Tsai L-J, Hsiao S-H, Tsai L-M, Lin C-Y, Tsai J-J, Liou D-M, Lan J-L
Graduate Institute of Life Sciences, National Defense Medical Center, Taipei, Taiwan.
Tissue Antigens. 2008 Feb;71(2):114-26. doi: 10.1111/j.1399-0039.2007.00975.x. Epub 2007 Dec 6.

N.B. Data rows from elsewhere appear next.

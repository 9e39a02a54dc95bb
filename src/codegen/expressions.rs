// MiniC - Semantic analysis and three-address code generation for a small C-like language
// Copyright (C) 2026  Marcel Joachim Kloubert <marcel@kloubert.dev>
//
// This program is free software: you can redistribute it and/or modify
// it under the terms of the GNU Affero General Public License as published by
// the Free Software Foundation, either version 3 of the License, or
// (at your option) any later version.
//
// This program is distributed in the hope that it will be useful,
// but WITHOUT ANY WARRANTY; without even the implied warranty of
// MERCHANTABILITY or FITNESS FOR A PARTICULAR PURPOSE.  See the
// GNU Affero General Public License for more details.
//
// You should have received a copy of the GNU Affero General Public License
// along with this program.  If not, see <https://www.gnu.org/licenses/>.

//! Expression code generation.
//!
//! Lowering an expression returns the name of the temporary holding
//! its value. Plain variable reads go through a name-to-temporary
//! cache so repeated reads reuse one load; assignments invalidate the
//! cached entry. Array accesses are always recomputed.

use super::CodeGenerator;
use crate::ast::{Expr, VarRef};

/// Extension trait for expression code generation.
pub trait ExpressionEmitter {
    /// Lower an expression and return the temporary holding its value.
    fn generate_expression(&mut self, expr: &Expr) -> String;

    /// Lower an optional child expression. A missing child degrades to
    /// an empty operand instead of failing.
    fn generate_opt_expression(&mut self, expr: Option<&Expr>) -> String;

    /// Lower a variable read or array element load.
    fn generate_variable(&mut self, var: &VarRef) -> String;

    /// Emit the byte-offset computation for an indexed reference and
    /// return the temporary holding the offset. Returns an empty
    /// operand for a reference without an index.
    fn generate_index_offset(&mut self, var: &VarRef) -> String;

    /// Lower an assignment and return the assigned value's temporary.
    fn generate_assignment(&mut self, target: &VarRef, value: Option<&Expr>) -> String;

    /// Lower a function call and return its result temporary.
    fn generate_call(&mut self, name: &str, args: &[Expr]) -> String;
}

impl ExpressionEmitter for CodeGenerator {
    fn generate_expression(&mut self, expr: &Expr) -> String {
        match expr {
            Expr::Variable(var) => self.generate_variable(var),
            Expr::Constant { value } => {
                let temp = self.make_temp();
                self.emit(&format!("{} = {}", temp, value));
                temp
            }
            Expr::Binary { op, left, right } => {
                // Left before right: operand code may touch the cache.
                let left_temp = self.generate_opt_expression(left.as_deref());
                let right_temp = self.generate_opt_expression(right.as_deref());
                let temp = self.make_temp();
                self.emit(&format!("{} = {} {} {}", temp, left_temp, op, right_temp));
                temp
            }
            Expr::Unary { op, operand } => {
                let operand_temp = self.generate_opt_expression(operand.as_deref());
                let temp = self.make_temp();
                if op == "!" || op == "-" || op == "+" {
                    self.emit(&format!("{} = {}{}", temp, op, operand_temp));
                } else {
                    self.emit(&format!("{} = {} {}", temp, op, operand_temp));
                }
                temp
            }
            Expr::Assign { target, value } => self.generate_assignment(target, value.as_deref()),
            Expr::Call { name, args } => self.generate_call(name, args),
        }
    }

    fn generate_opt_expression(&mut self, expr: Option<&Expr>) -> String {
        match expr {
            Some(expr) => self.generate_expression(expr),
            None => String::new(),
        }
    }

    fn generate_variable(&mut self, var: &VarRef) -> String {
        if var.has_index() {
            let offset = self.generate_index_offset(var);
            let temp = self.make_temp();
            self.emit(&format!("{} = {}[{}]", temp, var.name, offset));
            temp
        } else {
            if let Some(temp) = self.var_temps.get(&var.name) {
                return temp.clone();
            }
            let temp = self.make_temp();
            self.emit(&format!("{} = {}", temp, var.name));
            self.var_temps.insert(var.name.clone(), temp.clone());
            temp
        }
    }

    fn generate_index_offset(&mut self, var: &VarRef) -> String {
        let index_temp = match &var.index {
            Some(index) => self.generate_expression(index),
            None => return String::new(),
        };
        // Elements are addressed by byte offset; wide element types
        // scale by 8, everything else by 4.
        let scale = if var.var_type == "float" || var.var_type == "double" {
            8
        } else {
            4
        };
        let scale_temp = self.make_temp();
        self.emit(&format!("{} = {}", scale_temp, scale));
        let offset_temp = self.make_temp();
        self.emit(&format!("{} = {} * {}", offset_temp, index_temp, scale_temp));
        offset_temp
    }

    fn generate_assignment(&mut self, target: &VarRef, value: Option<&Expr>) -> String {
        let value_temp = self.generate_opt_expression(value);
        if target.has_index() {
            let offset = self.generate_index_offset(target);
            self.emit(&format!("{}[{}] = {}", target.name, offset, value_temp));
        } else {
            self.emit(&format!("{} = {}", target.name, value_temp));
            // The variable changed; a cached load would now be stale.
            self.var_temps.remove(&target.name);
        }
        value_temp
    }

    fn generate_call(&mut self, name: &str, args: &[Expr]) -> String {
        let mut arg_temps = Vec::with_capacity(args.len());
        for arg in args {
            arg_temps.push(self.generate_expression(arg));
        }
        for temp in &arg_temps {
            self.emit(&format!("param {}", temp));
        }
        let temp = self.make_temp();
        self.emit(&format!("{} = call {}, {}", temp, name, args.len()));
        temp
    }
}

#[cfg(test)]
mod tests {
    use super::*;

    fn lower(expr: &Expr) -> (String, String) {
        let mut generator = CodeGenerator::new();
        let place = generator.generate_expression(expr);
        (place, generator.into_output())
    }

    #[test]
    fn test_constant() {
        let (place, code) = lower(&Expr::constant("42"));
        assert_eq!(place, "t0");
        assert_eq!(code, "t0 = 42\n");
    }

    #[test]
    fn test_variable_load_and_cache() {
        let mut generator = CodeGenerator::new();
        let first = generator.generate_expression(&Expr::variable("x", "int"));
        let second = generator.generate_expression(&Expr::variable("x", "int"));
        assert_eq!(first, "t0");
        // The cached temporary is reused without a second load.
        assert_eq!(second, "t0");
        assert_eq!(generator.output(), "t0 = x\n");
    }

    #[test]
    fn test_binary_lowers_left_before_right() {
        let expr = Expr::binary("+", Expr::constant("2"), Expr::constant("3"));
        let (place, code) = lower(&expr);
        assert_eq!(place, "t2");
        assert_eq!(code, "t0 = 2\nt1 = 3\nt2 = t0 + t1\n");
    }

    #[test]
    fn test_relational_operator_is_emitted_verbatim() {
        let expr = Expr::binary("<=", Expr::variable("i", "int"), Expr::constant("10"));
        let (place, code) = lower(&expr);
        assert_eq!(place, "t2");
        assert_eq!(code, "t0 = i\nt1 = 10\nt2 = t0 <= t1\n");
    }

    #[test]
    fn test_tight_unary_operators_are_concatenated() {
        for op in ["!", "-", "+"] {
            let expr = Expr::unary(op, Expr::variable("x", "int"));
            let (place, code) = lower(&expr);
            assert_eq!(place, "t1");
            assert_eq!(code, format!("t0 = x\nt1 = {}t0\n", op));
        }
    }

    #[test]
    fn test_other_unary_operators_get_a_space() {
        let expr = Expr::unary("~", Expr::variable("x", "int"));
        let (_, code) = lower(&expr);
        assert_eq!(code, "t0 = x\nt1 = ~ t0\n");
    }

    #[test]
    fn test_array_load_scales_by_element_size() {
        let expr = Expr::array_element("arr", "int", Expr::variable("i", "int"));
        let (place, code) = lower(&expr);
        assert_eq!(place, "t3");
        assert_eq!(code, "t0 = i\nt1 = 4\nt2 = t0 * t1\nt3 = arr[t2]\n");
    }

    #[test]
    fn test_wide_element_types_scale_by_eight() {
        for var_type in ["float", "double"] {
            let expr = Expr::array_element("arr", var_type, Expr::constant("1"));
            let (_, code) = lower(&expr);
            assert_eq!(code, "t0 = 1\nt1 = 8\nt2 = t0 * t1\nt3 = arr[t2]\n");
        }
    }

    #[test]
    fn test_array_load_is_not_cached() {
        let mut generator = CodeGenerator::new();
        let expr = Expr::array_element("arr", "int", Expr::constant("0"));
        let first = generator.generate_expression(&expr);
        let second = generator.generate_expression(&expr);
        assert_ne!(first, second);
    }

    #[test]
    fn test_assignment_emits_store_and_returns_value() {
        let expr = Expr::assign(VarRef::scalar("x", "int"), Expr::constant("5"));
        let (place, code) = lower(&expr);
        assert_eq!(place, "t0");
        assert_eq!(code, "t0 = 5\nx = t0\n");
    }

    #[test]
    fn test_assignment_invalidates_the_cache() {
        let mut generator = CodeGenerator::new();
        generator.generate_expression(&Expr::variable("x", "int"));
        generator.generate_expression(&Expr::assign(
            VarRef::scalar("x", "int"),
            Expr::constant("2"),
        ));
        let reread = generator.generate_expression(&Expr::variable("x", "int"));
        // The stale t0 is not reused; a fresh load is emitted.
        assert_eq!(reread, "t2");
        assert_eq!(generator.output(), "t0 = x\nt1 = 2\nx = t1\nt2 = x\n");
    }

    #[test]
    fn test_indexed_assignment_lowers_value_before_offset() {
        let expr = Expr::assign(
            VarRef::indexed("arr", "int", Expr::variable("i", "int")),
            Expr::constant("7"),
        );
        let (place, code) = lower(&expr);
        assert_eq!(place, "t0");
        assert_eq!(
            code,
            "t0 = 7\nt1 = i\nt2 = 4\nt3 = t1 * t2\narr[t3] = t0\n"
        );
    }

    #[test]
    fn test_indexed_assignment_leaves_scalar_cache_alone() {
        let mut generator = CodeGenerator::new();
        generator.generate_expression(&Expr::variable("arr", "int"));
        generator.generate_expression(&Expr::assign(
            VarRef::indexed("arr", "int", Expr::constant("0")),
            Expr::constant("1"),
        ));
        let reread = generator.generate_expression(&Expr::variable("arr", "int"));
        // Only plain assignments invalidate; the cached base survives.
        assert_eq!(reread, "t0");
    }

    #[test]
    fn test_call_emits_params_after_all_argument_code() {
        let expr = Expr::call(
            "max",
            vec![
                Expr::binary("+", Expr::constant("1"), Expr::constant("2")),
                Expr::variable("y", "int"),
            ],
        );
        let (place, code) = lower(&expr);
        assert_eq!(place, "t4");
        assert_eq!(
            code,
            "t0 = 1\nt1 = 2\nt2 = t0 + t1\nt3 = y\nparam t2\nparam t3\nt4 = call max, 2\n"
        );
    }

    #[test]
    fn test_call_without_arguments() {
        let (place, code) = lower(&Expr::call("tick", vec![]));
        assert_eq!(place, "t0");
        assert_eq!(code, "t0 = call tick, 0\n");
    }

    #[test]
    fn test_missing_operands_degrade_to_empty() {
        let expr = Expr::Binary {
            op: "+".to_string(),
            left: None,
            right: Some(Box::new(Expr::constant("2"))),
        };
        let (place, code) = lower(&expr);
        assert_eq!(place, "t1");
        assert_eq!(code, "t0 = 2\nt1 =  + t0\n");
    }

    #[test]
    fn test_missing_assignment_value_degrades_to_empty() {
        let expr = Expr::Assign {
            target: VarRef::scalar("x", "int"),
            value: None,
        };
        let (place, code) = lower(&expr);
        assert_eq!(place, "");
        assert_eq!(code, "x = \n");
    }
}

Genetic studies in several human autoimmune diseases suggest that the pericentromeric region of chromosome 16 might harbor an autoimmune modifier gene. We hypothesized that the sodium-dependent glucose cotransporter gene SLC5A11 is such a gene, and so might interact with immune-related genes. Herein, this hypothesis was tested in a genetic evaluation of the multiple gene effect in systemic lupus erythematosus (SLE). We used the case-control candidate gene association approach. Eight immune-related genes involved in inflammation and autoantibody generation and clear-up [interleukin 1 receptor antagonist (IL1RN), interleukin 1-beta (IL1-beta), tumor necrosis factor-alpha (TNF-alpha), lymphotoxin-alpha (LTA), tumor necrosis factor ligand superfamily, member 6 (TNFSF6), programmed cell death 1 (PDCD1), C2, and complement component 4 (C4)] were selected for study. Frequency of each candidate's genotype and allele between case and control were compared. Results were stratified by reanalyzing genotype data with relevant symptoms. Finally, improved computational data mining was used to analyze the phenotypes in a large data set. In the frequency analysis, only IL1-beta was significantly associated with SLE. Stratification analysis showed a significant association with SLE symptoms between SLC5A11 and the other immune-related genes, with the exceptions of TNFSF6 and C4. SLC5A11 was significantly associated with low C4 (as was TNF-alpha), anti-Smith antibody (anti-Sm) (as was C2), serositis, and alopecia. Finally, SLC5A11 interacted with PDCD1, TNF-alpha, LTA, and C4. After our study, we concluded that SLC5A11 is involved with some immune effects and interacts with immune-related gene(s), consistent with its function as an autoimmune modifier gene. Furthermore, SLC5A11 might induce apoptosis through the TNF-alpha, PDCD1 pathway. The present genotype-phenotype mapping approach should be applicable to genetic study of other complex diseases.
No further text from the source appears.